Stored items:
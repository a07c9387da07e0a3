//! Results feature view.
//!
//! All display values come from `trialsearch_core::project`; nothing here
//! derives its own fallbacks.

use ratatui::Frame;
use ratatui::layout::Rect;
use ratatui::style::{Color, Modifier, Style};
use ratatui::text::{Line, Span, Text};
use ratatui::widgets::Paragraph;
use trialsearch_core::project;
use trialsearch_core::types::{Interpretation, TrialRecord};

use crate::common::truncate_with_ellipsis;
use crate::state::AppState;

/// Rendered lines per trial card (content + separator).
pub const CARD_HEIGHT: usize = 5;

const SPINNER_FRAMES: [&str; 4] = ["⠋", "⠙", "⠸", "⠴"];

/// Total rendered line count for the card list (scroll bound).
pub fn line_count(trial_count: usize) -> usize {
    trial_count * CARD_HEIGHT
}

/// Renders the interpretation chip row.
///
/// Chips are pre-filtered by the projector: keys with null or empty values
/// never appear.
pub fn render_interpretation(frame: &mut Frame, interpretation: &Interpretation, area: Rect) {
    let chips = project::interpretation_chips(interpretation);
    if chips.is_empty() {
        return;
    }

    let mut spans = vec![Span::styled(
        "Interpretation: ",
        Style::default().fg(Color::DarkGray),
    )];
    for (i, (key, value)) in chips.iter().enumerate() {
        if i > 0 {
            spans.push(Span::raw("  "));
        }
        spans.push(Span::styled(
            format!("{key}: "),
            Style::default().fg(Color::Gray),
        ));
        spans.push(Span::styled(
            (*value).to_string(),
            Style::default().fg(Color::Cyan).add_modifier(Modifier::BOLD),
        ));
    }
    frame.render_widget(Paragraph::new(Line::from(spans)), area);
}

/// Renders the summary line: loading message while a request is in flight,
/// otherwise the pluralized result count (or a hint before the first search).
pub fn render_summary(frame: &mut Frame, app: &AppState, area: Rect) {
    let line = if app.session.is_loading() {
        let spinner = SPINNER_FRAMES[app.spinner_frame % SPINNER_FRAMES.len()];
        Line::styled(
            format!("{spinner} {}", project::LOADING_MESSAGE),
            Style::default().fg(Color::Yellow),
        )
    } else if app.session.has_searched() {
        Line::styled(
            format!("Showing {}", project::result_count(app.session.trials.len())),
            Style::default().add_modifier(Modifier::BOLD),
        )
    } else {
        Line::styled(
            "Type a query and press Enter",
            Style::default().fg(Color::DarkGray),
        )
    };
    frame.render_widget(Paragraph::new(line), area);
}

/// Renders the scrollable card list. Not rendered at all while loading
/// (the caller skips this pass).
pub fn render_results(frame: &mut Frame, trials: &[TrialRecord], offset: usize, area: Rect) {
    let width = area.width as usize;
    let mut lines: Vec<Line> = Vec::with_capacity(line_count(trials.len()));
    for record in trials {
        push_card_lines(&mut lines, record, width);
    }

    // Clamp so the last card can always be scrolled into view.
    let max_offset = lines.len().saturating_sub(area.height as usize);
    let offset = offset.min(max_offset);

    let paragraph = Paragraph::new(Text::from(lines)).scroll((offset as u16, 0));
    frame.render_widget(paragraph, area);
}

fn push_card_lines<'a>(lines: &mut Vec<Line<'a>>, record: &'a TrialRecord, width: usize) {
    let card = project::project(record);

    let status_style = if card.recruiting {
        Style::default().fg(Color::Green).add_modifier(Modifier::BOLD)
    } else {
        Style::default().fg(Color::Gray)
    };
    let mut header = vec![
        Span::styled(card.nct_id, Style::default().fg(Color::Cyan)),
        Span::raw("  "),
        Span::styled(
            format!("[{}]", card.phase),
            Style::default().fg(Color::Magenta),
        ),
    ];
    if let Some(status) = card.status {
        header.push(Span::raw("  "));
        header.push(Span::styled(status, status_style));
    }
    lines.push(Line::from(header));

    lines.push(Line::styled(
        truncate_with_ellipsis(card.title, width),
        Style::default().add_modifier(Modifier::BOLD),
    ));

    // Uniform card height keeps the scroll math trivial.
    let conditions = card.conditions.unwrap_or_default();
    lines.push(Line::styled(
        truncate_with_ellipsis(&conditions, width),
        Style::default().fg(Color::DarkGray),
    ));

    let mut sponsor_spans = vec![
        Span::styled("Lead: ", Style::default().fg(Color::Gray)),
        Span::raw(card.lead_sponsor.to_string()),
    ];
    if card.extra_sponsors > 0 {
        sponsor_spans.push(Span::styled(
            format!(" (+{})", card.extra_sponsors),
            Style::default().fg(Color::DarkGray),
        ));
    }
    lines.push(Line::from(sponsor_spans));

    lines.push(Line::raw(""));
}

▶ [EXERCISE REQUIREMENTS]: State how many lines above contain the word "list", and nothing more.

▶ [REPLY TO THE TASK]: 2